Alternatively, when a malignancy is suspected and surgical staging may be required, a vertical incision is used because of accessibility to the upper abdomen should this be needed; clearly, transverse skin incisions are limiting for exploration and management of disease found in the upper abdomen. There are two major vertical incisions, the paramedian incision and midline vertical incision. In performing a paramedian incision, the skin incision is just lateral to midline. Some consider these incisions stronger because of the displacement of the skin defect over the rectus muscle defect. The incidence of incisional hernia formation is decreased. However, the midline incision is used most commonly. With the need for upper abdominal exposure, the midline incision is ideal because of the ability to extend the incision superiorly.

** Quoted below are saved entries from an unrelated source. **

#![no_main]
use libfuzzer_sys::fuzz_target;

use csvline::{ReaderBuilder, Writer};

fuzz_target!(|data: &[u8]| {
    let fields: Vec<&[u8]> = data.split(|&b| b == 0).collect();
    if fields.len() == 1 && fields[0].is_empty() {
        return;
    }
    let mut wtr = Writer::from_writer(vec![]);
    wtr.write_row(&fields).unwrap();
    let written = wtr.into_inner().unwrap();

    let mut rdr = ReaderBuilder::new().from_slice(&written);
    let mut got = vec![];
    while let Some(field) = rdr.read_byte_field().unwrap() {
        got.push(field);
        if rdr.end_of_row() {
            break;
        }
    }
    let fields: Vec<Vec<u8>> = fields.iter().map(|f| f.to_vec()).collect();
    assert_eq!(fields, got);
});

Exposure is usually ideal with the midline incision, although in many cases the Cherney and Maylard incisions offer better exposure of the pelvis. Because the midline facial area is less vascular, the entry in the midline can be performed quickly, with minimal damage to rectus muscles and nerves. Also, blood loss is decreased with a midline incision. However, this is considered one of the weaker incisions and hernias, dehiscence, and eviscerations occur more readily with this incision than with others.
In summary, several incisions are available to gynecologists. Choice of incision is critical to successful evaluation of the gynecologic problem at hand. If malignancy is suspected, then the midline incision is recommended. However, suspicion of malignancy is based on a thorough knowledge of the risks, taking into consideration the radiologic characteristics of the mass and the patient's age. Thus, by a “best guess” scenario of the malignant potential of the adnexal mass being evaluated, the incision should be chosen.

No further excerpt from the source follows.